5. Kit’s Wilderness, by David Almond
I wasn’t quite sure what to make of this story. It opens with a game called Death, in which the young teenagers of the small town of Stoneygate play inside an old coal mining shaft. There is a girl who wants to be an actress, a grandfather who tells old stories but is starting to forget his past, and a number of children ghosts. I liked the story, but didn’t love it and I’m not really sure what else to say.
6. Where Things Come Back by John Corey Whaley
This is a story about the sighting of a supposedly extinct woodpecker that reinvigorates a small town, except it’s not really. It’s more about a really decent kid Cullen Witter trying to cope with his brother vanishing one day, about his parents falling apart over the loss in different ways, about Cullen’s best friend trying to be supportive and feeling lost, too, about the girl Cullen has always had a crush on, about growing up and moving on. In other words, it’s about life, messy and frustrating and sometimes wonderful.

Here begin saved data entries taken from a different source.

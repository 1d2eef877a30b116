use anyhow::Result;
use clap::{Parser, Subcommand};
use std::process::Command;

#[derive(Parser)]
#[command(name = "xtask", about = "Workspace automation for swarmspace")]
struct Cli {
    #[command(subcommand)]
    command: Commands,
}

#[derive(Subcommand)]
enum Commands {
    /// Run all checks: fmt, clippy, tests, doc
    Check,
    /// Run cargo fmt --check on all crates
    Fmt,
    /// Run clippy on all crates
    Clippy,
    /// Run all tests
    Test,
    /// Build rustdoc for the workspace
    Doc,
    /// Build the entire workspace
    Build,
}

fn main() -> Result<()> {
    let cli = Cli::parse();

    match cli.command {
        Commands::Check => {
            run_step("cargo fmt --check", &["fmt", "--all", "--", "--check"])?;
            run_step(
                "cargo clippy",
                &["clippy", "--workspace", "--all-targets", "--", "-D", "warnings"],
            )?;
            run_step("cargo test", &["test", "--workspace"])?;
            run_step("cargo doc", &["doc", "--workspace", "--no-deps"])?;
        }
        Commands::Fmt => run_step("cargo fmt --check", &["fmt", "--all", "--", "--check"])?,
        Commands::Clippy => run_step(
            "cargo clippy",
            &["clippy", "--workspace", "--all-targets", "--", "-D", "warnings"],
        )?,
        Commands::Test => run_step("cargo test", &["test", "--workspace"])?,
        Commands::Doc => run_step("cargo doc", &["doc", "--workspace", "--no-deps"])?,
        Commands::Build => run_step("cargo build", &["build", "--workspace"])?,
    }

    Ok(())
}

fn run_step(label: &str, args: &[&str]) -> Result<()> {
    println!("==> Running {label}");
    let status = Command::new("cargo").args(args).status()?;
    if !status.success() {
        anyhow::bail!("{label} failed");
    }
    Ok(())
}
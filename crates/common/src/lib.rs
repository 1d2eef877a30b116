//! Shared types for the swarmspace simulation core.
//!
//! # Invariants
//! - `EntityId` is a dense slot address plus generation; a stale id never
//!   resolves to a live entity.
//! - `SimConfig` is validated once at startup; the grid math downstream may
//!   assume a square cell layout.

pub mod config;
pub mod shapes;
pub mod types;

pub use config::{ConfigError, Edge, SimConfig, StaggerRates};
pub use shapes::{Aabb, Circle, Collider};
pub use types::{Category, EntityId, Footprint};
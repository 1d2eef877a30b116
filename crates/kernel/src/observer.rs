use serde::{Deserialize, Serialize};
use swarmspace_common::EntityId;

/// Topics an entity can publish about itself.
#[derive(Debug, Clone, Copy, PartialEq, Eq, Serialize, Deserialize)]
pub enum Topic {
    Destroyed,
}

/// What a subscriber does when its topic fires. A closed enum applied by the
/// world, instead of stored callbacks.
#[derive(Debug, Clone, Copy, PartialEq, Eq, Serialize, Deserialize)]
pub enum Notification {
    /// The subscriber's steering target went away; fall back to idle.
    TargetDestroyed,
}

#[derive(Debug, Clone, Copy, PartialEq, Eq, Serialize, Deserialize)]
struct Subscription {
    publisher: EntityId,
    topic: Topic,
    subscriber: EntityId,
    note: Notification,
}

/// Central table of (publisher, topic, subscriber) rows.
///
/// Delivery is at-most-once: publishing a topic drains every matching row.
/// Subscribers can also be dropped in bulk by identity, regardless of topic.
#[derive(Debug, Clone, Default, Serialize, Deserialize)]
pub struct ObserverTable {
    rows: Vec<Subscription>,
}

impl ObserverTable {
    pub fn new() -> Self {
        Self::default()
    }

    pub fn len(&self) -> usize {
        self.rows.len()
    }

    pub fn is_empty(&self) -> bool {
        self.rows.is_empty()
    }

    /// Register interest in `topic` on `publisher`. Self-subscription is
    /// ignored, as is an exact duplicate row.
    pub fn subscribe(
        &mut self,
        publisher: EntityId,
        topic: Topic,
        subscriber: EntityId,
        note: Notification,
    ) {
        if publisher == subscriber {
            return;
        }
        let row = Subscription {
            publisher,
            topic,
            subscriber,
            note,
        };
        if self.rows.contains(&row) {
            return;
        }
        self.rows.push(row);
    }

    /// Remove one subscriber's interest in a specific topic on a publisher.
    pub fn unsubscribe(&mut self, publisher: EntityId, topic: Topic, subscriber: EntityId) {
        self.rows.retain(|r| {
            !(r.publisher == publisher && r.topic == topic && r.subscriber == subscriber)
        });
    }

    /// Remove every row held by a subscriber identity, any topic.
    pub fn unsubscribe_all(&mut self, subscriber: EntityId) {
        self.rows.retain(|r| r.subscriber != subscriber);
    }

    /// Remove every row naming a publisher; used when it is destroyed after
    /// its own topics fired.
    pub fn drop_publisher(&mut self, publisher: EntityId) {
        self.rows.retain(|r| r.publisher != publisher);
    }

    /// Drain all rows matching (publisher, topic) and hand back the
    /// notifications to apply. Each row delivers at most once.
    pub fn publish(&mut self, publisher: EntityId, topic: Topic) -> Vec<(EntityId, Notification)> {
        let mut fired = Vec::new();
        self.rows.retain(|r| {
            if r.publisher == publisher && r.topic == topic {
                fired.push((r.subscriber, r.note));
                false
            } else {
                true
            }
        });
        fired
    }
}

#[cfg(test)]
mod tests {
    use super::*;

    fn id(index: u32) -> EntityId {
        EntityId::new(index, 0)
    }

    #[test]
    fn publish_delivers_once_and_drains() {
        let mut table = ObserverTable::new();
        table.subscribe(id(1), Topic::Destroyed, id(2), Notification::TargetDestroyed);

        let fired = table.publish(id(1), Topic::Destroyed);
        assert_eq!(fired, vec![(id(2), Notification::TargetDestroyed)]);

        // Auto-unsubscribed after delivery.
        assert!(table.publish(id(1), Topic::Destroyed).is_empty());
        assert!(table.is_empty());
    }

    #[test]
    fn self_subscription_is_ignored() {
        let mut table = ObserverTable::new();
        table.subscribe(id(1), Topic::Destroyed, id(1), Notification::TargetDestroyed);
        assert!(table.is_empty());
    }

    #[test]
    fn duplicate_rows_collapse() {
        let mut table = ObserverTable::new();
        table.subscribe(id(1), Topic::Destroyed, id(2), Notification::TargetDestroyed);
        table.subscribe(id(1), Topic::Destroyed, id(2), Notification::TargetDestroyed);
        assert_eq!(table.len(), 1);
    }

    #[test]
    fn bulk_unsubscribe_by_identity() {
        let mut table = ObserverTable::new();
        table.subscribe(id(1), Topic::Destroyed, id(9), Notification::TargetDestroyed);
        table.subscribe(id(2), Topic::Destroyed, id(9), Notification::TargetDestroyed);
        table.subscribe(id(3), Topic::Destroyed, id(4), Notification::TargetDestroyed);

        table.unsubscribe_all(id(9));
        assert_eq!(table.len(), 1);
        assert_eq!(
            table.publish(id(3), Topic::Destroyed),
            vec![(id(4), Notification::TargetDestroyed)]
        );
    }

    #[test]
    fn targeted_unsubscribe_leaves_others() {
        let mut table = ObserverTable::new();
        table.subscribe(id(1), Topic::Destroyed, id(2), Notification::TargetDestroyed);
        table.subscribe(id(1), Topic::Destroyed, id(3), Notification::TargetDestroyed);

        table.unsubscribe(id(1), Topic::Destroyed, id(2));
        assert_eq!(
            table.publish(id(1), Topic::Destroyed),
            vec![(id(3), Notification::TargetDestroyed)]
        );
    }
}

In addition to Cullen’s narrative, which has its own very clear voice, the book contains chapters from other characters’ points of view. Although they seem at first to be random and unconnected to the main story, they weave together rather perfectly by the end.
For the most part, I really enjoyed this quiet book, which felt so real in every way. I just wish the ending could have anchored things a little better. Instead of feeling elated by how things came together, I felt a little let down. I can’t say why exactly, since the ending fits but, yeah.